Last week, Metsera unveiled early Phase IIa data for MET-097i, touting 11.3% weight loss after 12 weeks, which reached as high as 20% in some patients. At the time, the biotech called this reduction “clinically meaningful and statistically significant,” noting that it had not detected signs of plateauing—a signal that even stronger effects could potentially be seen with longer dosing.
Of note, pharmacological exposure to MET-097i in the mid-stage study showed that the drug’s concentration increased over a 12-week period, suggesting that it could be given on a monthly basis.
Metsera is running a parallel Phase IIb study of MET-097i, which has already been fully enrolled and is expected to release early data in mid-2025. The biotech is also planning to open other studies of the asset in obesity and type 2 diabetes within the year.
Metsera exited stealth in April 2024 with $290 million in initial funding to advance several oral and injectable weight-loss therapies—an endeavor that has proven to be capital-intensive. The company raised $215 million a few months later, in November, in a bid to help it fund its mission.

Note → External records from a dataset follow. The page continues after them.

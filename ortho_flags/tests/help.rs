//! Help interception and the usage hook.

use std::cell::Cell;

use anyhow::{Result, ensure};
use ortho_flags::{ErrorHandling, FlagError, FlagSet};
use rstest::rstest;
use test_helpers::output::SharedBuffer;

#[rstest]
#[case("--help")]
#[case("-h")]
#[case("-vh")]
fn help_calls_usage_only_when_asked(#[case] request: &str) -> Result<()> {
    let called = Cell::new(false);
    let mut flag = false;
    let mut verbose = false;
    let mut flags = FlagSet::new("help test", ErrorHandling::ContinueOnError, true);
    flags.set_usage(|_| called.set(true));
    flags.bool_var(&mut flag, "flag", None, false, "regular flag")?;
    flags.bool_var(&mut verbose, "verbose", Some('v'), false, "")?;

    flags.parse(["--flag=true"])?;
    ensure!(!called.get(), "usage called for a regular flag");

    let err = flags.parse([request]);
    ensure!(matches!(err, Err(FlagError::HelpRequested)), "{request}: {err:?}");
    ensure!(called.get(), "{request}: usage was not called");
    drop(flags);
    ensure!(flag, "--flag was not applied");
    Ok(())
}

#[test]
fn user_defined_help_flag_wins() -> Result<()> {
    let called = Cell::new(false);
    let mut help = false;
    let mut flags = FlagSet::new("help test", ErrorHandling::ContinueOnError, true);
    flags.set_usage(|_| called.set(true));
    flags.bool_var(&mut help, "help", None, false, "help flag")?;
    flags.parse(["--help"])?;
    ensure!(!called.get(), "usage called for a defined --help");
    ensure!(flags.lookup("help").is_some_and(|f| f.value().to_string() == "true"), "not set");
    Ok(())
}

#[test]
fn user_defined_h_alias_wins() -> Result<()> {
    let mut host = String::new();
    let out = SharedBuffer::default();
    let mut flags = FlagSet::new("client", ErrorHandling::ContinueOnError, true);
    flags.set_output(out.clone());
    flags.string_var(&mut host, "host", Some('h'), "localhost", "server `address`")?;
    flags.parse(["-h", "example.org"])?;
    ensure!(out.is_empty(), "usage printed: {:?}", out.contents());

    let err = flags.parse(["--help"]);
    ensure!(matches!(err, Err(FlagError::HelpRequested)), "{err:?}");
    drop(flags);
    ensure!(host == "example.org", "host = {host}");
    Ok(())
}

#[test]
fn default_usage_lists_the_flags() -> Result<()> {
    let mut count = 0_i32;
    let mut name = String::new();
    let mut quiet = false;
    let out = SharedBuffer::default();
    let mut flags = FlagSet::new("tool", ErrorHandling::ContinueOnError, false);
    flags.set_output(out.clone());
    flags.int_var(&mut count, "count", Some('c'), 2, "how many")?;
    flags.string_var(&mut name, "name", None, "world", "who to `greet`")?;
    flags.bool_var(&mut quiet, "quiet", Some('q'), false, "say less")?;

    let err = flags.parse(["-h"]);
    ensure!(err.as_ref().is_err_and(FlagError::is_display_request), "{err:?}");
    let expected = concat!(
        "Usage of tool:\n",
        "  -c, --count int\n",
        "    \thow many (default 2)\n",
        "      --name greet\n",
        "    \twho to greet (default \"world\")\n",
        "  -q, --quiet\n",
        "    \tsay less\n",
    );
    ensure!(out.contents() == expected, "usage was {:?}", out.contents());
    Ok(())
}

#[test]
fn usage_hook_can_write_through_the_set() -> Result<()> {
    let mut level = 0_u8;
    let out = SharedBuffer::default();
    let mut flags = FlagSet::new("tool", ErrorHandling::ContinueOnError, false);
    flags.set_output(out.clone());
    flags.int_var(&mut level, "level", None, 1, "log level")?;
    flags.set_usage(|set| {
        if writeln!(set.output(), "tool [flags] FILE").is_ok() {
            set.print_defaults();
        }
    });
    ensure!(flags.parse(["--help"]).is_err(), "help did not fail the parse");
    let text = out.contents();
    ensure!(text.starts_with("tool [flags] FILE\n"), "usage was {text:?}");
    ensure!(text.contains("--level int"), "defaults missing from {text:?}");
    Ok(())
}
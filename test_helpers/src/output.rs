//! A cloneable in-memory writer for capturing flag diagnostics.
//!
//! A flag set owns its output writer for as long as it lives, so a plain
//! `Vec<u8>` cannot be inspected until the set is dropped. [`SharedBuffer`]
//! hands one clone to the flag set and keeps another for assertions.
//!
//! # Examples
//!
//! ```
//! use std::io::Write;
//! use ortho_flags_test_helpers::output::SharedBuffer;
//!
//! let buffer = SharedBuffer::default();
//! let mut writer = buffer.clone();
//! writeln!(writer, "flag provided but not defined: -x").expect("write");
//! assert!(buffer.contents().contains("-x"));
//! ```

use std::io::{self, Write};
use std::sync::Arc;

use parking_lot::Mutex;

/// Writer whose clones share a single byte buffer.
#[derive(Debug, Clone, Default)]
pub struct SharedBuffer {
    bytes: Arc<Mutex<Vec<u8>>>,
}

impl SharedBuffer {
    /// Everything written so far, decoded lossily as UTF-8.
    #[must_use]
    pub fn contents(&self) -> String {
        String::from_utf8_lossy(&self.bytes.lock()).into_owned()
    }

    /// Whether nothing has been written yet.
    #[must_use]
    pub fn is_empty(&self) -> bool {
        self.bytes.lock().is_empty()
    }

    /// Discard everything written so far.
    pub fn clear(&self) {
        self.bytes.lock().clear();
    }
}

impl Write for SharedBuffer {
    fn write(&mut self, buf: &[u8]) -> io::Result<usize> {
        self.bytes.lock().extend_from_slice(buf);
        Ok(buf.len())
    }

    fn flush(&mut self) -> io::Result<()> {
        Ok(())
    }
}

In its SEC filing on Friday, Metsera revealed that it had absorbed a net loss of more than $156 million from January to September 2024—more than a fourfold increase from the same period the year prior. Metsera still had almost $191 million in cash and other assets as of the end of September last year.
If these investments play out in Metsera’s favor, the biotech will be able to claim a slice of the lucrative GLP-1 market, which many analysts expect could hit—or even surpass—$100 billion in value by the end of the decade.